The difference between these two use cases is simply whether the
DNS client, DNS server, and destination server are on the public
or internal side of the firewall. In either case, the DNS client
is on the same side of the firewall as its ultimate destination
server. (If your DNS client and its ultimate destination server
are on opposite sides of the firewall, consider Destination NAT with DNS Rewrite Reverse Use Cases 1 and 2.)
Use case 3 illustrates the DNS client and the ultimate destination
server both on the internal side of the firewall, while the DNS
server is on the public side. This case requires DNS rewrite in
the forward direction. The DNS client queries for the IP address
of red.com. Based on Rule 1, the firewall translates the query (originally
going to internal address 192.168.1.1) to 1.1.1.1. The DNS server
responds that red.com has IP address 1.1.2.10. Rule 2 includes Enable
DNS Rewrite - forward and the DNS response of 1.1.2.10 matches
the original destination address of 1.1.2.0/24 in Rule 2, so the
firewall translates the DNS response using the same translation
the rule uses. Rule 2 says translate 1.1.2.0/24 to 192.168.2.0/24,
so the firewall rewrites DNS response 1.1.2.10 to 192.168.2.10.

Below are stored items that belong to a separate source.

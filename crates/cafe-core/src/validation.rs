//! # Validation Module
//!
//! Field validation for catalog input.
//!
//! ## Validation Strategy
//! ```text
//! ┌─────────────────────────────────────────────────────────────────────────┐
//! │                      Validation Layers                                  │
//! │                                                                         │
//! │  Layer 1: THIS MODULE (Rust, before any query)                         │
//! │  ├── Lengths: name ≤ 254, sku ≤ 28, sku_prefix ≤ 4, hsn ≤ 6            │
//! │  └── Formats: HSN digits, SKU characters, decimal scale                │
//! │           │                                                             │
//! │           ▼                                                             │
//! │  Layer 2: Database (SQLite)                                            │
//! │  ├── UNIQUE constraints (name, sku, sku_prefix)                        │
//! │  └── Foreign keys, ON DELETE RESTRICT                                  │
//! └─────────────────────────────────────────────────────────────────────────┘
//! ```
//!
//! ## Usage
//! ```rust
//! use cafe_core::validation::{validate_hsn, validate_sku_prefix};
//!
//! assert!(validate_hsn("210690").is_ok());
//! assert!(validate_sku_prefix("BEVG").is_ok());
//! assert!(validate_sku_prefix("BEVER").is_err());
//! ```

use rust_decimal::Decimal;

use crate::error::ValidationError;
use crate::{HSN_MAX_LENGTH, NAME_MAX_LENGTH, PERCENTAGE_SCALE, SKU_MAX_LENGTH, SKU_PREFIX_MAX_LENGTH};

/// Result type for validation operations.
pub type ValidationResult<T> = Result<T, ValidationError>;

// =============================================================================
// String Validators
// =============================================================================

fn required(field: &str, value: &str) -> ValidationResult<()> {
    if value.trim().is_empty() {
        return Err(ValidationError::Required {
            field: field.to_string(),
        });
    }
    Ok(())
}

fn max_chars(field: &str, value: &str, max: usize) -> ValidationResult<()> {
    if value.chars().count() > max {
        return Err(ValidationError::TooLong {
            field: field.to_string(),
            max,
        });
    }
    Ok(())
}

/// Validates a display name (category, product, tax, unit).
///
/// ## Rules
/// - Must not be blank
/// - At most 254 characters
pub fn validate_name(field: &str, name: &str) -> ValidationResult<()> {
    required(field, name)?;
    max_chars(field, name.trim(), NAME_MAX_LENGTH)
}

/// Validates a product SKU (the part after the category prefix).
///
/// ## Rules
/// - Must not be empty
/// - At most 28 characters
/// - Letters, digits, hyphens and underscores only
///
/// ## Example
/// ```rust
/// use cafe_core::validation::validate_sku;
///
/// assert!(validate_sku("COKE-330").is_ok());
/// assert!(validate_sku("").is_err());
/// assert!(validate_sku("has space").is_err());
/// ```
pub fn validate_sku(sku: &str) -> ValidationResult<()> {
    required("sku", sku)?;
    max_chars("sku", sku, SKU_MAX_LENGTH)?;
    sku_charset("sku", sku)
}

/// Validates a category SKU prefix.
///
/// ## Rules
/// - Must not be empty
/// - At most 4 characters
/// - Letters, digits, hyphens and underscores only
pub fn validate_sku_prefix(prefix: &str) -> ValidationResult<()> {
    required("sku_prefix", prefix)?;
    max_chars("sku_prefix", prefix, SKU_PREFIX_MAX_LENGTH)?;
    sku_charset("sku_prefix", prefix)
}

fn sku_charset(field: &str, value: &str) -> ValidationResult<()> {
    if !value
        .chars()
        .all(|c| c.is_alphanumeric() || c == '-' || c == '_')
    {
        return Err(ValidationError::InvalidFormat {
            field: field.to_string(),
            reason: "must contain only letters, numbers, hyphens, and underscores".to_string(),
        });
    }
    Ok(())
}

/// Validates an HSN code.
///
/// ## Rules
/// - Must not be empty
/// - At most 6 characters
/// - ASCII digits only
///
/// ## Example
/// ```rust
/// use cafe_core::validation::validate_hsn;
///
/// assert!(validate_hsn("0901").is_ok());
/// assert!(validate_hsn("21069099").is_err());
/// assert!(validate_hsn("21A690").is_err());
/// ```
pub fn validate_hsn(hsn: &str) -> ValidationResult<()> {
    required("hsn", hsn)?;
    max_chars("hsn", hsn, HSN_MAX_LENGTH)?;

    if !hsn.chars().all(|c| c.is_ascii_digit()) {
        return Err(ValidationError::InvalidFormat {
            field: "hsn".to_string(),
            reason: "must contain only digits".to_string(),
        });
    }

    Ok(())
}

/// Validates an optional HSN override.
///
/// `None` and blank strings both mean "no override" and are accepted.
pub fn validate_override_hsn(hsn: Option<&str>) -> ValidationResult<()> {
    match hsn {
        Some(code) if !code.trim().is_empty() => validate_hsn(code),
        _ => Ok(()),
    }
}

// =============================================================================
// Numeric Validators
// =============================================================================

/// Validates a tax percentage.
///
/// ## Rules
/// - At most 3 decimal places
///
/// Negative percentages are accepted (abatements); whether a whole tax set
/// can be applied to a price is decided by the tax computation.
pub fn validate_percentage(percentage: Decimal) -> ValidationResult<()> {
    if percentage.normalize().scale() > PERCENTAGE_SCALE {
        return Err(ValidationError::TooPrecise {
            field: "percentage".to_string(),
            max_scale: PERCENTAGE_SCALE,
        });
    }
    Ok(())
}

// =============================================================================
// Unit Tests
// =============================================================================

#[cfg(test)]
mod tests {
    use super::*;
    use rust_decimal_macros::dec;

    #[test]
    fn test_validate_sku() {
        assert!(validate_sku("COKE-330").is_ok());
        assert!(validate_sku("product_1").is_ok());

        assert!(validate_sku("").is_err());
        assert!(validate_sku("   ").is_err());
        assert!(validate_sku("has space").is_err());
        assert!(validate_sku(&"A".repeat(29)).is_err());
        assert!(validate_sku(&"A".repeat(28)).is_ok());
    }

    #[test]
    fn test_validate_sku_prefix() {
        assert!(validate_sku_prefix("BEV").is_ok());
        assert!(validate_sku_prefix("BEVG").is_ok());
        assert!(matches!(
            validate_sku_prefix("BEVGE"),
            Err(ValidationError::TooLong { max: 4, .. })
        ));
        assert!(validate_sku_prefix("").is_err());
    }

    #[test]
    fn test_validate_name() {
        assert!(validate_name("name", "Cold Coffee").is_ok());
        assert!(validate_name("name", "").is_err());
        assert!(validate_name("name", &"x".repeat(255)).is_err());
    }

    #[test]
    fn test_validate_hsn() {
        assert!(validate_hsn("210690").is_ok());
        assert!(validate_hsn("0901").is_ok());
        assert!(validate_hsn("").is_err());
        assert!(validate_hsn("2106901").is_err());
        assert!(validate_hsn("21-690").is_err());
    }

    #[test]
    fn test_validate_override_hsn() {
        assert!(validate_override_hsn(None).is_ok());
        assert!(validate_override_hsn(Some("")).is_ok());
        assert!(validate_override_hsn(Some("220210")).is_ok());
        assert!(validate_override_hsn(Some("abc")).is_err());
    }

    #[test]
    fn test_validate_percentage() {
        assert!(validate_percentage(dec!(18)).is_ok());
        assert!(validate_percentage(dec!(2.5)).is_ok());
        assert!(validate_percentage(dec!(-5)).is_ok());
        assert!(validate_percentage(dec!(0.125)).is_ok());
        assert!(validate_percentage(dec!(0.1255)).is_err());
    }
}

The DNS client receives the response and sends to 192.168.2.10 to
reach server red.com.
Use case 3 summary: DNS client and destination server are on
the same side of the firewall. The DNS server provides an address
that matches the original destination address in the NAT rule, so
translate the DNS response using the same (forward)
translation as the NAT rule.
Use case 4 illustrates the DNS client and the ultimate destination
server both on the public side of the firewall, while the DNS server
is on the internal side. This case requires DNS Rewrite in the forward
direction. The DNS client queries for the IP address of red.com.
Based on Rule 2, the firewall translates the query (originally going
to public destination 1.1.2.1) to 192.168.2.1. The DNS server responds
that red.com has IP address 192.168.2.10. Rule 1 includes Enable
DNS Rewrite - forward and the DNS response of 192.168.2.10
matches the original destination address of 192.168.2.0/24 in Rule
1, so the firewall translates the DNS response using the same translation
the rule uses. Rule 1 says translate 192.168.2.0/24 to 1.1.2.0/24,
so the firewall rewrites DNS response 192.168.2.10 to 1.1.2.10.
The DNS client receives the response and sends to 1.1.2.10 to reach
server red.com.
Use case 4 summary is the same as Use case 3 summary: DNS client
and destination server are on the same side of the firewall. The
DNS server provides an address that matches the original destination
address in the NAT rule, so translate the DNS response using the
same (forward) translation as the NAT rule.